» Work to complete
Find every line below with the word "http". Then give only how many there are.

##### Information

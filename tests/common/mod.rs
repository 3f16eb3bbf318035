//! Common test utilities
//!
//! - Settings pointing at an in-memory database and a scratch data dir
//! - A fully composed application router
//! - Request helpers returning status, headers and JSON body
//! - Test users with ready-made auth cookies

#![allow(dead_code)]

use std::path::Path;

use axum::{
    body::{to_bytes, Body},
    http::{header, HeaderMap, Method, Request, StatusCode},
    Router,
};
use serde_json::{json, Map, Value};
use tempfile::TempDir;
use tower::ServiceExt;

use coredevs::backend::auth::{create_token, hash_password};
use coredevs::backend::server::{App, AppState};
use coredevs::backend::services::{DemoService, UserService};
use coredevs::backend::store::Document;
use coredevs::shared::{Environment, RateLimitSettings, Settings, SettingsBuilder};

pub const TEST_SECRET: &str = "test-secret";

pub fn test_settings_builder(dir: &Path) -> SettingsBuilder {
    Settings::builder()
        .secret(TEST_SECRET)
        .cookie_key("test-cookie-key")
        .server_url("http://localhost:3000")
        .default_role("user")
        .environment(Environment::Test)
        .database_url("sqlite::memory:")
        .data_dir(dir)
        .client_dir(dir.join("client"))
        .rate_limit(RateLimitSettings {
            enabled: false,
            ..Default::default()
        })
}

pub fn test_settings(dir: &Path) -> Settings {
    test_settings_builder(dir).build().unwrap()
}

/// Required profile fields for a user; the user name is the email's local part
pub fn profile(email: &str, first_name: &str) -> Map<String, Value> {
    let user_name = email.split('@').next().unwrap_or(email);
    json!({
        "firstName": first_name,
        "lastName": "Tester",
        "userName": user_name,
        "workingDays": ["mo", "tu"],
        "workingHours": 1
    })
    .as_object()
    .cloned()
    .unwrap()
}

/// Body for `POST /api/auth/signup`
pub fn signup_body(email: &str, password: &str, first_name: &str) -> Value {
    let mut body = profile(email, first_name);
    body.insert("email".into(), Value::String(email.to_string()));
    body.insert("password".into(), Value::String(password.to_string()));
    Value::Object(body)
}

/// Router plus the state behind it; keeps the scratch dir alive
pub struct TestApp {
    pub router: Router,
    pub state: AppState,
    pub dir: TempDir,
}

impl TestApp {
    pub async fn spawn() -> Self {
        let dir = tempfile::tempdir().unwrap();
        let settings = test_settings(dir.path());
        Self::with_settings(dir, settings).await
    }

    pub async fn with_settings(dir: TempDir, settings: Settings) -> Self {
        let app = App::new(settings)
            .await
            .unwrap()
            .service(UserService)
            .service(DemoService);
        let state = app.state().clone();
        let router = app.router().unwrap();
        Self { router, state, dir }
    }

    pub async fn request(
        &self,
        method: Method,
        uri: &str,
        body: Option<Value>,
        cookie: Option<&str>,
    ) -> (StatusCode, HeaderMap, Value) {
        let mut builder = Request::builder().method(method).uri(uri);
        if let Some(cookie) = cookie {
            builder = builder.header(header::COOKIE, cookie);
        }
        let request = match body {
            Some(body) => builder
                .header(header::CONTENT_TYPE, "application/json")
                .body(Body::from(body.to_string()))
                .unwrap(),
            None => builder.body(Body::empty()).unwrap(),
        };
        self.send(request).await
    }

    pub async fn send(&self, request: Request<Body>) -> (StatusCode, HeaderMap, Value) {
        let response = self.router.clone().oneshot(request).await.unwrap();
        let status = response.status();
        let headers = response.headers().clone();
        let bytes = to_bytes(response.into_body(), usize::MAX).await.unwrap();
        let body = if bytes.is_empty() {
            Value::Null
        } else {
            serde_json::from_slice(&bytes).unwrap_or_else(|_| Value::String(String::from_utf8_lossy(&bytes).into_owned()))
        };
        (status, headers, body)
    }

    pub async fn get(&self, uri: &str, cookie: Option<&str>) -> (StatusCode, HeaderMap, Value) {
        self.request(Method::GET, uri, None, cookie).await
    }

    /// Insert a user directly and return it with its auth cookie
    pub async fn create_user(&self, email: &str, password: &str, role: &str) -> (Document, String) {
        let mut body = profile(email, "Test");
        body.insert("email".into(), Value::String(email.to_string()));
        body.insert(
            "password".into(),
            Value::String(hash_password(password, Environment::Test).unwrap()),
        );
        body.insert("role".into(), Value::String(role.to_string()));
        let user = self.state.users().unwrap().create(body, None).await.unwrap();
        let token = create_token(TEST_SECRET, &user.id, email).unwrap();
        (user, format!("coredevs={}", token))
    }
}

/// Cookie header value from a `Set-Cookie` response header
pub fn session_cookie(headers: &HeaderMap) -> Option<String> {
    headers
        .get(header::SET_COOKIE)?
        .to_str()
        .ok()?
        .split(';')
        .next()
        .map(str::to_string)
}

##########

» Answer for the task
2